**Problem to work on**
Report each line from the entries in which "SearchAudiences" can be found.
━━━ Given records
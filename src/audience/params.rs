//! Item parameters as the host hands them over, and their conversion into a
//! validated [`AudienceOperation`].
//!
//! All validation happens here, before any network call is made.

use serde::{Deserialize, Deserializer};
use serde_json::Value;

use crate::audience::operation::{
    AudienceFilter, AudienceOperation, CreateAudience, EstimateAudienceSize, SearchAudiences,
    UpdateAudience,
};
use crate::errors::{AgentError, Result};
use crate::utils::constants::{DEFAULT_SEARCH_LIMIT, DEFAULT_SEARCH_OFFSET, RESOURCE_AUDIENCE};

/// Raw parameter bag of one input item. Field names follow the host's
/// parameter names; everything is optional until the operation is known.
#[derive(Debug, Default, Deserialize)]
#[serde(rename_all = "camelCase", default)]
pub struct ItemParameters {
    #[serde(deserialize_with = "string_like")]
    pub resource: Option<String>,
    #[serde(deserialize_with = "string_like")]
    pub operation: Option<String>,

    // search
    #[serde(deserialize_with = "string_like")]
    pub audience_ids: Option<String>,
    #[serde(deserialize_with = "string_like")]
    pub advertiser_ids: Option<String>,
    #[serde(deserialize_with = "string_like")]
    pub audience_segment_ids: Option<String>,
    #[serde(deserialize_with = "string_like")]
    pub ad_set_ids: Option<String>,
    pub additional_fields: AdditionalFields,

    // create
    #[serde(deserialize_with = "string_like")]
    pub name: Option<String>,
    #[serde(deserialize_with = "string_like")]
    pub description: Option<String>,
    #[serde(deserialize_with = "string_like")]
    pub advertiser_id: Option<String>,
    pub algebra: Option<Value>,

    // update
    #[serde(deserialize_with = "string_like")]
    pub audience_id: Option<String>,
    #[serde(deserialize_with = "string_like")]
    pub update_name: Option<String>,
    #[serde(deserialize_with = "string_like")]
    pub update_description: Option<String>,
    pub update_algebra: Option<Value>,

    // delete / computeSize
    #[serde(deserialize_with = "string_like")]
    pub delete_audience_ids: Option<String>,
    #[serde(deserialize_with = "string_like")]
    pub compute_audience_ids: Option<String>,

    // estimateSize
    #[serde(deserialize_with = "string_like")]
    pub estimate_advertiser_id: Option<String>,
    pub estimate_algebra: Option<Value>,
}

#[derive(Debug, Default, Deserialize)]
#[serde(default)]
pub struct AdditionalFields {
    pub limit: Option<i64>,
    pub offset: Option<i64>,
}

impl ItemParameters {
    pub fn from_value(parameters: &Value) -> Result<Self> {
        if !parameters.is_object() {
            return Err(AgentError::validation("item parameters must be a JSON object"));
        }
        ItemParameters::deserialize(parameters).map_err(|e| AgentError::validation(e.to_string()))
    }

    pub fn into_operation(self) -> Result<AudienceOperation> {
        let resource = self.resource.as_deref().unwrap_or(RESOURCE_AUDIENCE);
        if resource != RESOURCE_AUDIENCE {
            return Err(AgentError::validation(format!("unsupported resource '{}'", resource)));
        }

        let operation = self.operation.clone().unwrap_or_else(|| "search".to_owned());
        match operation.as_str() {
            "search" => self.into_search(),
            "create" => self.into_create(),
            "update" => self.into_update(),
            "delete" => {
                let ids = required_id_list("deleteAudienceIds", self.delete_audience_ids.as_deref())?;
                Ok(AudienceOperation::Delete(ids))
            }
            "computeSize" => {
                let ids = required_id_list("computeAudienceIds", self.compute_audience_ids.as_deref())?;
                Ok(AudienceOperation::ComputeSize(ids))
            }
            "estimateSize" => Ok(AudienceOperation::EstimateSize(EstimateAudienceSize {
                advertiser_id: required_id("estimateAdvertiserId", self.estimate_advertiser_id.as_deref())?,
                algebra: required_algebra("estimateAlgebra", self.estimate_algebra)?,
            })),
            other => Err(AgentError::validation(format!(
                "unsupported operation '{}' for resource '{}'",
                other, RESOURCE_AUDIENCE
            ))),
        }
    }

    fn into_search(self) -> Result<AudienceOperation> {
        let limit = match self.additional_fields.limit {
            None => DEFAULT_SEARCH_LIMIT,
            Some(limit) if limit >= 1 => limit as u64,
            Some(limit) => {
                return Err(AgentError::validation(format!("limit must be >= 1, got {}", limit)))
            }
        };
        let offset = match self.additional_fields.offset {
            None => DEFAULT_SEARCH_OFFSET,
            Some(offset) if offset >= 0 => offset as u64,
            Some(offset) => {
                return Err(AgentError::validation(format!("offset must be >= 0, got {}", offset)))
            }
        };

        Ok(AudienceOperation::Search(SearchAudiences {
            filter: AudienceFilter {
                audience_ids: optional_id_list(self.audience_ids.as_deref()),
                advertiser_ids: optional_id_list(self.advertiser_ids.as_deref()),
                audience_segment_ids: optional_id_list(self.audience_segment_ids.as_deref()),
                ad_set_ids: optional_id_list(self.ad_set_ids.as_deref()),
            },
            limit,
            offset,
        }))
    }

    fn into_create(self) -> Result<AudienceOperation> {
        Ok(AudienceOperation::Create(CreateAudience {
            name: required_text("name", self.name)?,
            description: self.description.unwrap_or_default(),
            advertiser_id: required_id("advertiserId", self.advertiser_id.as_deref())?,
            algebra: required_algebra("algebra", self.algebra)?,
        }))
    }

    fn into_update(self) -> Result<AudienceOperation> {
        Ok(AudienceOperation::Update(UpdateAudience {
            audience_id: required_id("audienceId", self.audience_id.as_deref())?,
            name: self.update_name.filter(|name| !name.is_empty()),
            description: self.update_description.filter(|text| !text.is_empty()),
            algebra: parse_algebra("updateAlgebra", self.update_algebra)?,
        }))
    }
}

/// Split a comma-separated id list, trimming tokens and dropping empty ones.
pub fn split_id_list(raw: &str) -> Vec<String> {
    raw.split(',')
        .map(str::trim)
        .filter(|id| !id.is_empty())
        .map(str::to_owned)
        .collect()
}

fn optional_id_list(raw: Option<&str>) -> Vec<String> {
    raw.map(split_id_list).unwrap_or_default()
}

fn required_id_list(field: &str, raw: Option<&str>) -> Result<Vec<String>> {
    let ids = optional_id_list(raw);
    if ids.is_empty() {
        return Err(AgentError::validation(format!(
            "{} must contain at least one audience id",
            field
        )));
    }
    Ok(ids)
}

fn required_id(field: &str, raw: Option<&str>) -> Result<String> {
    match raw {
        Some(id) if !id.trim().is_empty() => Ok(id.to_owned()),
        _ => Err(AgentError::validation(format!("{} is required", field))),
    }
}

fn required_text(field: &str, raw: Option<String>) -> Result<String> {
    raw.filter(|text| !text.trim().is_empty())
        .ok_or_else(|| AgentError::validation(format!("{} is required", field)))
}

fn required_algebra(field: &str, raw: Option<Value>) -> Result<Value> {
    parse_algebra(field, raw)?
        .ok_or_else(|| AgentError::validation(format!("{} is required", field)))
}

/// Algebra arrives either as a JSON tree or as a string holding one.
/// Null and blank strings count as not provided.
fn parse_algebra(field: &str, raw: Option<Value>) -> Result<Option<Value>> {
    match raw {
        None | Some(Value::Null) => Ok(None),
        Some(Value::String(text)) if text.trim().is_empty() => Ok(None),
        Some(Value::String(text)) => serde_json::from_str(&text)
            .map(Some)
            .map_err(|e| AgentError::validation(format!("{} is not valid JSON: {}", field, e))),
        Some(tree) => Ok(Some(tree)),
    }
}

/// Accepts strings and numbers (ids are often typed as numbers), null as absent.
fn string_like<'de, D>(deserializer: D) -> std::result::Result<Option<String>, D::Error>
where
    D: Deserializer<'de>,
{
    match Option::<Value>::deserialize(deserializer)? {
        None | Some(Value::Null) => Ok(None),
        Some(Value::String(text)) => Ok(Some(text)),
        Some(Value::Number(number)) => Ok(Some(number.to_string())),
        Some(Value::Bool(flag)) => Ok(Some(flag.to_string())),
        Some(other) => Err(serde::de::Error::custom(format!(
            "expected a string, got {}",
            other
        ))),
    }
}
━━━━━━
**Task output**
    AudienceFilter, AudienceOperation, CreateAudience, EstimateAudienceSize, SearchAudiences,
        Ok(AudienceOperation::Search(SearchAudiences {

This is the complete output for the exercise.